• [Your goal] The line containing "use std::sync::Arc;" marks the end: write out exactly every line from the first line of the data below through that line, and only those.

• [Information]
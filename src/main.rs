use blog_api::{
    AppState,
    config::{AppConfig, Env},
    create_router,
    memory::MemoryRepository,
    repository::{PostgresRepository, RepositoryState},
};
use sqlx::postgres::PgPoolOptions;
use std::sync::Arc;
use tokio::net::TcpListener;
use tracing_subscriber::{layer::SubscriberExt, util::SubscriberInitExt};

/// main
///
/// Loads configuration, installs logging, connects the persistence gateway and serves
/// the HTTP API.
#[tokio::main]
async fn main() {
    dotenv::dotenv().ok();
    let config = AppConfig::load();

    // RUST_LOG wins; otherwise verbose for this crate and request summaries from tower-http.
    let env_filter = tracing_subscriber::EnvFilter::try_from_default_env()
        .unwrap_or_else(|_| "blog_api=debug,tower_http=info".into());

    match config.env {
        Env::Local => {
            tracing_subscriber::registry()
                .with(env_filter)
                .with(tracing_subscriber::fmt::layer().pretty())
                .init();
        }
        Env::Production => {
            // JSON lines for the log aggregator.
            tracing_subscriber::registry()
                .with(env_filter)
                .with(tracing_subscriber::fmt::layer().json())
                .init();
        }
    }

    tracing::info!("Application starting in {:?} mode", config.env);

    let repo: RepositoryState = match &config.db_url {
        Some(db_url) => {
            let pool = PgPoolOptions::new()
                .max_connections(config.db_max_connections)
                .connect(db_url)
                .await
                .expect("FATAL: Failed to connect to Postgres. Check DATABASE_URL.");

            let postgres = PostgresRepository::new(pool);
            postgres
                .migrate()
                .await
                .expect("FATAL: Failed to apply database migrations.");
            Arc::new(postgres)
        }
        None => {
            // Only reachable locally; AppConfig::load demands DATABASE_URL in production.
            tracing::warn!("DATABASE_URL not set, using the in-memory store (data is lost on exit)");
            let (memory, admin) = MemoryRepository::with_dev_admin(config.dev_admin_id)
                .await
                .expect("FATAL: Failed to seed the in-memory store.");
            tracing::info!(
                "Seeded ADMIN user {} ({}); send it as the x-user-id header",
                admin.id,
                admin.nickname
            );
            Arc::new(memory)
        }
    };

    let app = create_router(AppState::new(repo, config.clone()));

    let address = format!("0.0.0.0:{}", config.port);
    let listener = TcpListener::bind(&address)
        .await
        .expect("FATAL: Failed to bind the HTTP listener.");

    tracing::info!("Listening on {address}");
    tracing::info!(
        "API Documentation (Swagger UI) available at: http://localhost:{}/swagger-ui",
        config.port
    );

    axum::serve(listener, app)
        .await
        .expect("FATAL: HTTP server terminated unexpectedly.");
}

• [Output]
filename src/main.rs
use blog_api::{
    AppState,
    config::{AppConfig, Env},
    create_router,
    memory::MemoryRepository,
    repository::{PostgresRepository, RepositoryState},
};
use sqlx::postgres::PgPoolOptions;
use std::sync::Arc;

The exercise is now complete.